Sitting at my desk, my world has both shrunk and expanded.
Saturday night date nights- watching and laughing at the clever and wild antics of Unscrewed Theater improv teams. Sheltering at home gave me the courage to take a musical improv class online.
No vacation travels, no air flights. So we began family zooms, webinars with Viking. Of course it’s not the same, but it works.
Shopping for food, household stuff, clothes, gifts. I am blessed and privileged to take advantage of curbside and online delivery. Thank you, packers, loaders, and delivery drivers.
Spiritual and emotional aid online – CSL morning meditations, FaceTime talks, Sunday services online, Jack Kornfield Monday evening dharma talks, mindfulness and yoga online from AZ, CA, and FL nourish and steady me.

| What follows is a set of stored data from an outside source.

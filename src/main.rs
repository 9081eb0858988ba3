//! Drinks service entry point.
//!
//! Loads configuration, connects to PostgreSQL, and serves the drinks menu
//! API with graceful shutdown on SIGINT/SIGTERM.

use anyhow::Context;
use drinks_service::config::Config;
use drinks_service::routes::{self, AppState};
use sqlx::postgres::PgPoolOptions;
use std::net::SocketAddr;
use std::sync::Arc;
use std::time::Duration;
use tokio::signal;
use tracing::{error, info};
use tracing_subscriber::{layer::SubscriberExt, util::SubscriberInitExt};

#[tokio::main]
async fn main() -> anyhow::Result<()> {
    // Initialize tracing
    tracing_subscriber::registry()
        .with(
            tracing_subscriber::EnvFilter::try_from_default_env()
                .unwrap_or_else(|_| "drinks_service=debug,tower_http=debug".into()),
        )
        .with(tracing_subscriber::fmt::layer())
        .init();

    info!("Starting drinks service");

    let config = Config::from_env().context("failed to load configuration")?;

    info!(
        bind_address = %config.bind_address,
        jwks_url = %config.jwks_url,
        issuer = %config.issuer,
        audience = %config.audience,
        "Configuration loaded successfully"
    );

    info!("Connecting to database...");
    let pool = PgPoolOptions::new()
        .max_connections(20)
        .min_connections(2)
        .acquire_timeout(Duration::from_secs(5))
        .idle_timeout(Duration::from_secs(600))
        .max_lifetime(Duration::from_secs(1800))
        .connect(&config.database_url)
        .await
        .context("failed to connect to database")?;

    info!("Database connection established");

    let bind_address = config.bind_address.clone();
    let state = Arc::new(AppState { pool, config });

    let app = routes::build_routes(state);

    let addr: SocketAddr = bind_address.parse().context("invalid bind address")?;

    info!("Drinks service listening on {}", addr);

    let listener = tokio::net::TcpListener::bind(addr)
        .await
        .context("failed to bind listener")?;
    axum::serve(listener, app)
        .with_graceful_shutdown(shutdown_signal())
        .await
        .context("server error")?;

    info!("Drinks service shutdown complete");

    Ok(())
}

/// Listens for shutdown signals (SIGTERM, SIGINT).
async fn shutdown_signal() {
    let ctrl_c = async {
        match signal::ctrl_c().await {
            Ok(()) => info!("Received SIGINT, starting graceful shutdown..."),
            Err(e) => error!("Failed to listen for SIGINT: {}", e),
        }
    };

    #[cfg(unix)]
    let terminate = async {
        match signal::unix::signal(signal::unix::SignalKind::terminate()) {
            Ok(mut stream) => {
                stream.recv().await;
                info!("Received SIGTERM, starting graceful shutdown...");
            }
            Err(e) => {
                error!("Failed to listen for SIGTERM: {}", e);
                std::future::pending::<()>().await;
            }
        }
    };

    #[cfg(not(unix))]
    let terminate = std::future::pending::<()>();

    tokio::select! {
        _ = ctrl_c => {}
        _ = terminate => {}
    }
}
//! Health check handler.

use crate::errors::ApiError;
use crate::models::HealthResponse;
use crate::routes::AppState;
use axum::extract::State;
use axum::Json;
use std::sync::Arc;
use tracing::instrument;

/// Health check handler.
///
/// Pings the database to verify connectivity and returns the service
/// status. Reports unhealthy instead of erroring: probes need to see the
/// response.
///
/// ## Example Response
///
/// ```json
/// {
///   "status": "healthy",
///   "database": "healthy"
/// }
/// ```
#[instrument(skip_all, name = "drinks.health.check")]
pub async fn health_check(
    State(state): State<Arc<AppState>>,
) -> Result<Json<HealthResponse>, ApiError> {
    let db_healthy = sqlx::query("SELECT 1").fetch_one(&state.pool).await.is_ok();

    let status = if db_healthy { "healthy" } else { "unhealthy" };

    Ok(Json(HealthResponse {
        status: status.to_string(),
        database: status.to_string(),
    }))
}
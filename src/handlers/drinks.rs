//! Drink menu handlers.
//!
//! Implements the drinks CRUD surface:
//!
//! - `GET /drinks` - public summary list
//! - `GET /drinks-detail` - full recipes (requires `get:drinks-detail`)
//! - `POST /drinks` - create (requires `post:drinks`)
//! - `PATCH /drinks/{id}` - partial update (requires `patch:drinks`)
//! - `DELETE /drinks/{id}` - delete (requires `delete:drinks`)
//!
//! Token validation happens in the route middleware; each protected handler
//! enforces its own permission on the injected claims before doing any
//! work.

use crate::auth::Claims;
use crate::errors::ApiError;
use crate::models::{
    CreateDrinkRequest, DeleteDrinkResponse, Drink, DrinkDetail, DrinkSummary, DrinksResponse,
    RecipePayload, UpdateDrinkRequest,
};
use crate::repositories::DrinksRepository;
use crate::routes::AppState;
use axum::extract::rejection::{JsonRejection, PathRejection};
use axum::extract::{Path, State};
use axum::{Extension, Json};
use std::sync::Arc;
use tracing::{info, instrument};

/// Permission required to read full recipes.
const PERMISSION_READ_DETAIL: &str = "get:drinks-detail";

/// Permission required to create drinks.
const PERMISSION_CREATE: &str = "post:drinks";

/// Permission required to update drinks.
const PERMISSION_UPDATE: &str = "patch:drinks";

/// Permission required to delete drinks.
const PERMISSION_DELETE: &str = "delete:drinks";

// ============================================================================
// Handler: GET /drinks
// ============================================================================

/// Handler for GET /drinks.
///
/// Public endpoint: every drink in summary form (ingredient names
/// withheld).
#[instrument(skip_all, name = "drinks.handlers.list")]
pub async fn list_drinks(
    State(state): State<Arc<AppState>>,
) -> Result<Json<DrinksResponse<DrinkSummary>>, ApiError> {
    let drinks = DrinksRepository::list(&state.pool).await?;

    Ok(Json(DrinksResponse::new(
        drinks.iter().map(Drink::summary).collect(),
    )))
}

// ============================================================================
// Handler: GET /drinks-detail
// ============================================================================

/// Handler for GET /drinks-detail.
///
/// Every drink in detail form, for callers holding `get:drinks-detail`.
#[instrument(skip_all, name = "drinks.handlers.list_detail")]
pub async fn list_drinks_detail(
    State(state): State<Arc<AppState>>,
    Extension(claims): Extension<Claims>,
) -> Result<Json<DrinksResponse<DrinkDetail>>, ApiError> {
    claims.require_permission(PERMISSION_READ_DETAIL)?;

    let drinks = DrinksRepository::list(&state.pool).await?;

    Ok(Json(DrinksResponse::new(
        drinks.iter().map(Drink::detail).collect(),
    )))
}

// ============================================================================
// Handler: POST /drinks
// ============================================================================

/// Handler for POST /drinks.
///
/// # Response
///
/// - 200 OK: created drink, detail form, as a one-element list
/// - 400 Bad Request: missing or malformed body fields
/// - 403 Forbidden: caller lacks `post:drinks`
/// - 409 Conflict: title already in use
/// - 422 Unprocessable: insert failed
#[instrument(skip_all, name = "drinks.handlers.create")]
pub async fn create_drink(
    State(state): State<Arc<AppState>>,
    Extension(claims): Extension<Claims>,
    payload: Result<Json<CreateDrinkRequest>, JsonRejection>,
) -> Result<Json<DrinksResponse<DrinkDetail>>, ApiError> {
    claims.require_permission(PERMISSION_CREATE)?;

    let Json(request) = payload.map_err(reject_body)?;
    let (title, recipe) = request
        .validate()
        .map_err(|e| ApiError::BadRequest(e.to_string()))?;

    if DrinksRepository::title_exists(&state.pool, &title, None).await? {
        return Err(ApiError::Conflict(format!(
            "drink titled {title:?} already exists"
        )));
    }

    let drink = DrinksRepository::insert(&state.pool, &title, &recipe).await?;

    info!(
        target: "drinks.handlers",
        drink_id = drink.drink_id,
        "Drink created"
    );

    Ok(Json(DrinksResponse::new(vec![drink.detail()])))
}

// ============================================================================
// Handler: PATCH /drinks/{id}
// ============================================================================

/// Handler for PATCH /drinks/{id}.
///
/// Only provided fields are applied. The title uniqueness check excludes
/// the drink being updated, so re-saving an unchanged title succeeds.
///
/// # Response
///
/// - 200 OK: updated drink, detail form, as a one-element list
/// - 400 Bad Request: malformed body, or no fields provided
/// - 403 Forbidden: caller lacks `patch:drinks`
/// - 404 Not Found: unknown id
/// - 409 Conflict: title belongs to a different drink
/// - 422 Unprocessable: update failed
#[instrument(skip_all, name = "drinks.handlers.update")]
pub async fn update_drink(
    State(state): State<Arc<AppState>>,
    Extension(claims): Extension<Claims>,
    path: Result<Path<i64>, PathRejection>,
    payload: Result<Json<UpdateDrinkRequest>, JsonRejection>,
) -> Result<Json<DrinksResponse<DrinkDetail>>, ApiError> {
    claims.require_permission(PERMISSION_UPDATE)?;

    let Path(drink_id) = path.map_err(reject_path)?;

    let Json(request) = payload.map_err(reject_body)?;
    if !request.has_changes() {
        return Err(ApiError::BadRequest("no changes provided".to_string()));
    }

    // 404 before conflict detection so unknown ids never report conflicts
    DrinksRepository::find_by_id(&state.pool, drink_id)
        .await?
        .ok_or_else(|| ApiError::NotFound(format!("drink {drink_id}")))?;

    if let Some(title) = request.title.as_deref() {
        if DrinksRepository::title_exists(&state.pool, title, Some(drink_id)).await? {
            return Err(ApiError::Conflict(format!(
                "drink titled {title:?} already exists"
            )));
        }
    }

    let recipe = request.recipe.map(RecipePayload::into_ingredients);
    let updated = DrinksRepository::update(
        &state.pool,
        drink_id,
        request.title.as_deref(),
        recipe.as_deref(),
    )
    .await?;

    info!(
        target: "drinks.handlers",
        drink_id = updated.drink_id,
        "Drink updated"
    );

    Ok(Json(DrinksResponse::new(vec![updated.detail()])))
}

// ============================================================================
// Handler: DELETE /drinks/{id}
// ============================================================================

/// Handler for DELETE /drinks/{id}.
///
/// # Response
///
/// - 200 OK: `{success, delete: id}`
/// - 403 Forbidden: caller lacks `delete:drinks`
/// - 404 Not Found: unknown id
/// - 422 Unprocessable: delete failed
#[instrument(skip_all, name = "drinks.handlers.delete")]
pub async fn delete_drink(
    State(state): State<Arc<AppState>>,
    Extension(claims): Extension<Claims>,
    path: Result<Path<i64>, PathRejection>,
) -> Result<Json<DeleteDrinkResponse>, ApiError> {
    claims.require_permission(PERMISSION_DELETE)?;

    let Path(drink_id) = path.map_err(reject_path)?;

    let deleted = DrinksRepository::delete(&state.pool, drink_id).await?;
    if !deleted {
        return Err(ApiError::NotFound(format!("drink {drink_id}")));
    }

    info!(target: "drinks.handlers", drink_id, "Drink deleted");

    Ok(Json(DeleteDrinkResponse {
        success: true,
        delete: drink_id,
    }))
}

// ============================================================================
// Rejection mapping
// ============================================================================

/// Map a body deserialization rejection to the 400 envelope.
fn reject_body(rejection: JsonRejection) -> ApiError {
    ApiError::BadRequest(rejection.body_text())
}

/// Map a path deserialization rejection to the 404 envelope: a non-numeric
/// id matches no drink.
fn reject_path(rejection: PathRejection) -> ApiError {
    ApiError::NotFound(rejection.body_text())
}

Social distancing with friends and neighbors- driveway lunches, breakfast over the patio fence, the pluses of living in Arizona- hiking, biking, social distanced picnics. Yes, it’s getting cooler here in Tucson. We’ll just layer up a bit more to be able to get out and see a few people.
So here comes Thanksgiving and Christmas (my over-the-top favorite).
Thanksgiving will be with our family pod. This has been the core of T. Day since we moved here to Tucson. But other years it also included… You know what? That was then, this is now. And I’m doing my best to stay in the now.
A Thanksgiving Zoom with the larger family prevents a ICU Christmas. Sounds harsh to some ears. Maybe, but I’m abiding by it.
Yeah but…yeah but… Here comes that yabba yabba bird again. No “yeah but’s.” I’m putting all my creative eggs in the 2020 basket of innovation and new ideas. There’s a whole different perspective to “What’s new?” How are you doing things in 2020? What’s new?
We will be trimming the Christmas tree. The ornaments, the baubles, the grab bag, the noise, the singing, the dancing. Might be a bit different this year. How can I get 50 people to be in on this and still be safe? I think Zoom will work. Breakout rooms, share screen for the annual Tinsel Singers song. Maybe I can attempt a short video clip. We’ll see. We’ll figure it out.
All I really want for Christmas is… P.E.A.C.E. – Plenitude, Equanimity, Acceptance, Compassion, Ease.☮
Ethel Lee-Miller blogs regularly about people, the power of words, and the writing life. She’s retired from professional writing gigs after 30 years of teaching, coaching, editing, and gathering writers to publicly share their work. She is the author of Thinking of Miller Place, and Seedlings, Stories of Relationships. In retirement she writes to inspire, to connect with folks, and for the pure enjoyment of it. Ethel enjoys sharing stories at Odyssey Storytelling, Zoom gatherings, and anywhere there’s a Zoom mic.